▶ **The records**:
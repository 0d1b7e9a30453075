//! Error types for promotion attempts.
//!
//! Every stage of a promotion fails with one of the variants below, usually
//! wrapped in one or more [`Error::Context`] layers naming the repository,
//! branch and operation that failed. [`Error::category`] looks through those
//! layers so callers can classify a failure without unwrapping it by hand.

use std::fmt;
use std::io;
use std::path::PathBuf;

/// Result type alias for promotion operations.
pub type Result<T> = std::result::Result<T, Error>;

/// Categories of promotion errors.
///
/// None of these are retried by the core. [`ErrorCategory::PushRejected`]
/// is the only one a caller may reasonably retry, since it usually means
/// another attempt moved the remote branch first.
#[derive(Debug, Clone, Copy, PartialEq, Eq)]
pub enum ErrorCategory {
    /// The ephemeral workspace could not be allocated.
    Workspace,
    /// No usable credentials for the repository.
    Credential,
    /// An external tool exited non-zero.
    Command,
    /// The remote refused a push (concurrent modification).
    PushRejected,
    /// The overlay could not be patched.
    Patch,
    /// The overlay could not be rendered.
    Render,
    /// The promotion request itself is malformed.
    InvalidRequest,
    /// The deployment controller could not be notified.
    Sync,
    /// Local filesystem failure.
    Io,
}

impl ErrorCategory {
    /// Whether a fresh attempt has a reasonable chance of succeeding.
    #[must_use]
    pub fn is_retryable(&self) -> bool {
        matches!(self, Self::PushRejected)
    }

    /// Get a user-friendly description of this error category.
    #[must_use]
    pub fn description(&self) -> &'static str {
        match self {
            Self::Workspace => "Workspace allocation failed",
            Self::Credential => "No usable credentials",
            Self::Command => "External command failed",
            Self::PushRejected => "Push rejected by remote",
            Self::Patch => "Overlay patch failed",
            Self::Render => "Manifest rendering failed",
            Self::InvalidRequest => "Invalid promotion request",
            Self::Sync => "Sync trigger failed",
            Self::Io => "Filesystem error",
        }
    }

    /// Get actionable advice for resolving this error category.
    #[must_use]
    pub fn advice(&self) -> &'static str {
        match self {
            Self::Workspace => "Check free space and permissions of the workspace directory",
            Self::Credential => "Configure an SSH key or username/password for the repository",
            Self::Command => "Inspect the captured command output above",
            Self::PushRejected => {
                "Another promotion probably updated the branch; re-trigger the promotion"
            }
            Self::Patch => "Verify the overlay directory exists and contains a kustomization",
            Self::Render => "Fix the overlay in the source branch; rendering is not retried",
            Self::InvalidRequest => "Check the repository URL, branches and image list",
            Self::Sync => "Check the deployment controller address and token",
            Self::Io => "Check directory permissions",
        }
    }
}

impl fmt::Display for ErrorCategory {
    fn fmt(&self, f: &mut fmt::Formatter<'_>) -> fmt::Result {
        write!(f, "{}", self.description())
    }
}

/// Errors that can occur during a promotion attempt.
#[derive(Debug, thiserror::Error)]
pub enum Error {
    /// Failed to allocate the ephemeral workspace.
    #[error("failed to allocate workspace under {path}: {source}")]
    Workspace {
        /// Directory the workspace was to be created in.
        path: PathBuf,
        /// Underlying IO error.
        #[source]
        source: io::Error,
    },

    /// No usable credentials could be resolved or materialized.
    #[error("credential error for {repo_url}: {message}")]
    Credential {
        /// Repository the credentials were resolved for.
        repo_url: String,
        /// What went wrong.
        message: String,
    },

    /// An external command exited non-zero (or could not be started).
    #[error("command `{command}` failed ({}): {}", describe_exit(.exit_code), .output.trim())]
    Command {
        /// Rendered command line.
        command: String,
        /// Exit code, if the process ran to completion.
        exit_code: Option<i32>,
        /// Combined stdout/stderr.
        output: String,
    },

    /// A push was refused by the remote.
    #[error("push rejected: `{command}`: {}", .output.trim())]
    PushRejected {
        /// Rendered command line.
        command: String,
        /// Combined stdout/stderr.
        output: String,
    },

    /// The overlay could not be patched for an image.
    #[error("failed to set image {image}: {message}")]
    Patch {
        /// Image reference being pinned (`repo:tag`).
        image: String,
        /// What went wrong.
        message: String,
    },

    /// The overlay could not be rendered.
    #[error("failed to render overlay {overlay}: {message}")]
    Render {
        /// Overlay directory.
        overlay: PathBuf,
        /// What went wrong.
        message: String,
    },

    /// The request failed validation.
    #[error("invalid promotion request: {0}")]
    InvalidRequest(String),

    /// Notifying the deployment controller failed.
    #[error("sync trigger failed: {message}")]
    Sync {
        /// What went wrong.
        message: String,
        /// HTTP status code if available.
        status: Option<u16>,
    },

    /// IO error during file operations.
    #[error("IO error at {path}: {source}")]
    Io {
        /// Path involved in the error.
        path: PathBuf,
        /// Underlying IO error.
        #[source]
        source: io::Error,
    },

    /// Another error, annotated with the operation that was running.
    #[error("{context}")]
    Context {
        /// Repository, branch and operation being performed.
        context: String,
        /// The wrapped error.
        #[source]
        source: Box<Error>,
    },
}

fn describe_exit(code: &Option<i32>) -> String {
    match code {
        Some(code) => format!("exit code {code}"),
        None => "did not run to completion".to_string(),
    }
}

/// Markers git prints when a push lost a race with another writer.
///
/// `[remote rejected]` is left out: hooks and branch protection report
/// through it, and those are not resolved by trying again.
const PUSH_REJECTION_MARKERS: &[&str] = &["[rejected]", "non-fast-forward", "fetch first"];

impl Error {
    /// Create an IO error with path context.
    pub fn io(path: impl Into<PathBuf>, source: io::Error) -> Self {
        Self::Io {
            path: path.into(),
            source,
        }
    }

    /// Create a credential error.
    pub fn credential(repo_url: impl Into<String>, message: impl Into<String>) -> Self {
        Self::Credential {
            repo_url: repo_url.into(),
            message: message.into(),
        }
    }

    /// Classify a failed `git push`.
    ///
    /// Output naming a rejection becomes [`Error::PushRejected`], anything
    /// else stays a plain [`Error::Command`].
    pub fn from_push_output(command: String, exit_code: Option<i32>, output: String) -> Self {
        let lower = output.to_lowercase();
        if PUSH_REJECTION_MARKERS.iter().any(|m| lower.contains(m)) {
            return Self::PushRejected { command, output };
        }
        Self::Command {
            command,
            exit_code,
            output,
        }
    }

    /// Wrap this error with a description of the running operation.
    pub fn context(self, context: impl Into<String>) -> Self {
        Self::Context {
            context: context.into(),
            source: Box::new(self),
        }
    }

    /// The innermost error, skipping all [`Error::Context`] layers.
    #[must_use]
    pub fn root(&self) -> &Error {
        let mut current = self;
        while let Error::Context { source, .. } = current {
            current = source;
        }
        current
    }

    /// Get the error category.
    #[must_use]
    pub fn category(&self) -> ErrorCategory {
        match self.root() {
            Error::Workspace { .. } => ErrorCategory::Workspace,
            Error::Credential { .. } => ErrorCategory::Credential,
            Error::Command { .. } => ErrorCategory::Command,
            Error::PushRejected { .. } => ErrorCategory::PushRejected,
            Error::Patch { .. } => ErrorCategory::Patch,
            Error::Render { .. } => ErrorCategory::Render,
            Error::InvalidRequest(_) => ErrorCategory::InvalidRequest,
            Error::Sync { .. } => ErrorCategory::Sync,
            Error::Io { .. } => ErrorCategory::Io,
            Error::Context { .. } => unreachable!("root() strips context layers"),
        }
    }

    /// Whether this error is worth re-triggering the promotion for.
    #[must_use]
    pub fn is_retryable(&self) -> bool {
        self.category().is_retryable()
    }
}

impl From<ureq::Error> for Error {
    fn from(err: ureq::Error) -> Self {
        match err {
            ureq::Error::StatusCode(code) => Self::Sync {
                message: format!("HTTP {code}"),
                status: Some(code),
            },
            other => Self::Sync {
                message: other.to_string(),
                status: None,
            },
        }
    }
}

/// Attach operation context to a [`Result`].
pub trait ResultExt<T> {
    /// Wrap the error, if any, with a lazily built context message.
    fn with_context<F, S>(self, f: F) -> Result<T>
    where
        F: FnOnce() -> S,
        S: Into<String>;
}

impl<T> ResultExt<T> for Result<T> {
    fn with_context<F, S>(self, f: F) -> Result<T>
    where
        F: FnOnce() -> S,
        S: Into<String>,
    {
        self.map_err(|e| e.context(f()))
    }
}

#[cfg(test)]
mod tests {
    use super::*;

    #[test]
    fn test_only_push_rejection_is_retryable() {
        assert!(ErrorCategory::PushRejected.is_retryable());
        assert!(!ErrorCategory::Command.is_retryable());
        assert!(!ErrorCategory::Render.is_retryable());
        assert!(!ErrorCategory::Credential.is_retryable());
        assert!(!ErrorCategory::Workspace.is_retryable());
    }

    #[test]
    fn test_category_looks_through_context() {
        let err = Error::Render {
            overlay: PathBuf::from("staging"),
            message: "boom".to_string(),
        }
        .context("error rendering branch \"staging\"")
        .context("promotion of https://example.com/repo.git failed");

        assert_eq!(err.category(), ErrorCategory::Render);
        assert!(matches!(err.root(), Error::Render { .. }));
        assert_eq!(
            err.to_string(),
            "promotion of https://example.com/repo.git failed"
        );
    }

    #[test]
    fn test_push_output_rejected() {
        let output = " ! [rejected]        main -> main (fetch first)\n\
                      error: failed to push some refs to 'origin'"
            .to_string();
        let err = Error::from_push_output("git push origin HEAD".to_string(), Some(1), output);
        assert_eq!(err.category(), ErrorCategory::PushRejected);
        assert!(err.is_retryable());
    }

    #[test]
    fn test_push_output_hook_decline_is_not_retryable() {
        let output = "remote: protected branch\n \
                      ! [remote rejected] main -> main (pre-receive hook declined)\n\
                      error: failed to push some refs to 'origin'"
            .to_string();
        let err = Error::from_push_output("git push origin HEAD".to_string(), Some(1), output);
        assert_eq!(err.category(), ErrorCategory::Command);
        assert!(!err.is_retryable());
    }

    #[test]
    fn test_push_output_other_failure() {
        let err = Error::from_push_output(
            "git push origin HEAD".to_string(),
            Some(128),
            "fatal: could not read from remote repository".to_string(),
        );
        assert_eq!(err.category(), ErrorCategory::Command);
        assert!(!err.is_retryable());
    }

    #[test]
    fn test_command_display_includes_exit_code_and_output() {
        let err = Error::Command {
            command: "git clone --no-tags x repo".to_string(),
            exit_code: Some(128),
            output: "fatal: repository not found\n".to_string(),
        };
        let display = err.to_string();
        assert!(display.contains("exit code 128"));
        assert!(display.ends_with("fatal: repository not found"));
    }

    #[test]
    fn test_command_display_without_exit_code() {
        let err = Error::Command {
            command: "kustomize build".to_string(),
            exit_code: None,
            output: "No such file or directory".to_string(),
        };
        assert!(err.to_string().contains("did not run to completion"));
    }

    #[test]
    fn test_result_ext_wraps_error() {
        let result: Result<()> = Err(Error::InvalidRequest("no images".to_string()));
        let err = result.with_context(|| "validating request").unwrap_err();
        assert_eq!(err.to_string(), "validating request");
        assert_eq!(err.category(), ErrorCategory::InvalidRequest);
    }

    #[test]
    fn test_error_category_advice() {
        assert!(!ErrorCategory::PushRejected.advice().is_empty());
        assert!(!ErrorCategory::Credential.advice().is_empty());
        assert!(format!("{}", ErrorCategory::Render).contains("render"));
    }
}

==

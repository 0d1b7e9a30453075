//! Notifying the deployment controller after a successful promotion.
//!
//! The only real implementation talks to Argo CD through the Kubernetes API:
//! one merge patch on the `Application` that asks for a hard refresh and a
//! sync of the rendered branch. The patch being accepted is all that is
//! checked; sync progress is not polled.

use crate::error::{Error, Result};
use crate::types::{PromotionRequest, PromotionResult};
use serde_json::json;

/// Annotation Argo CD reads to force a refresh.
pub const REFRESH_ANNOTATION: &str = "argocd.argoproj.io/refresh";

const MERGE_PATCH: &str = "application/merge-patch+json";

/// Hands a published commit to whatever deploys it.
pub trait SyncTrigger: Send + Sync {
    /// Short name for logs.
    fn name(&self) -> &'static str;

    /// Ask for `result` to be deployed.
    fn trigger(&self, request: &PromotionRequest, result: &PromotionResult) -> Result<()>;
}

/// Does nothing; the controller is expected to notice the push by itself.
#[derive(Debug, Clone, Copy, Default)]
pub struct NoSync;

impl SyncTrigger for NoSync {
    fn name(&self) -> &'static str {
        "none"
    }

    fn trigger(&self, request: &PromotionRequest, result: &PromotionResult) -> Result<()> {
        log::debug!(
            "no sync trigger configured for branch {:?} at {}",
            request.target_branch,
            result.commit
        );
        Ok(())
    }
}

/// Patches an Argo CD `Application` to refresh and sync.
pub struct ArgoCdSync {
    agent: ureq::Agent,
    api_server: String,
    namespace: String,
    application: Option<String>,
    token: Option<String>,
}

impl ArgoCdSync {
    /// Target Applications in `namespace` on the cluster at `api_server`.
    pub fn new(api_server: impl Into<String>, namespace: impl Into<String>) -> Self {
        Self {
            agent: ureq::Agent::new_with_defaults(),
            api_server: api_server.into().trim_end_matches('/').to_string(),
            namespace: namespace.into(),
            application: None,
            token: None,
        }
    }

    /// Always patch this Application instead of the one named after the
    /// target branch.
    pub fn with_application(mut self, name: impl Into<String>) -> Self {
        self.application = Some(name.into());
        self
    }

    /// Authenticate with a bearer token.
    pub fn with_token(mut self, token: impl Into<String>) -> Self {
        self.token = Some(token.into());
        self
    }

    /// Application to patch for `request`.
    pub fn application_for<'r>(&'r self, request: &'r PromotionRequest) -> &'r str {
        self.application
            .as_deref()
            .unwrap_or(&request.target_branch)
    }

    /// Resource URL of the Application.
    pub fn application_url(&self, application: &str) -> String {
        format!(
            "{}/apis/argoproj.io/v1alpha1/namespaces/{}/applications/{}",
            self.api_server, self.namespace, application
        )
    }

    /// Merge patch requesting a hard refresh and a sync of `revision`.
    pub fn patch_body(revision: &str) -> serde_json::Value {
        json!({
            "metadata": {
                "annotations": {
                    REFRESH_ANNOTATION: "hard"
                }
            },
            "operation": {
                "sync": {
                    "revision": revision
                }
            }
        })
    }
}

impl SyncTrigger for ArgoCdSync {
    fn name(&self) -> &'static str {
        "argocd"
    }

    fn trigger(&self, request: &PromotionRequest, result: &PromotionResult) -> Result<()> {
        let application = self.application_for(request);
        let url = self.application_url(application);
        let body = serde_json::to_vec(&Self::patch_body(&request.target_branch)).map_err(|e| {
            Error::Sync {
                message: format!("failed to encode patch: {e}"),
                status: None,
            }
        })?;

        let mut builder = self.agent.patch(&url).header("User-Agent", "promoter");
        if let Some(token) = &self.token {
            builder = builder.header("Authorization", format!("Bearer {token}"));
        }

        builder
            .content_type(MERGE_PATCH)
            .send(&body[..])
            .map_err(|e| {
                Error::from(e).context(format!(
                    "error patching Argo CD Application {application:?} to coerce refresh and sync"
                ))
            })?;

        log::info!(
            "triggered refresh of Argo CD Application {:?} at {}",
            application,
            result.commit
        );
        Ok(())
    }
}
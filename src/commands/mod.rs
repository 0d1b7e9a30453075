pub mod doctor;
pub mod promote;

▶ **Problem**:
Please go through the entries and show every line with the word "builder".

▶ **Exercise output**:
        let mut builder = self.agent.patch(&url).header("User-Agent", "promoter");
            builder = builder.header("Authorization", format!("Bearer {token}"));
        builder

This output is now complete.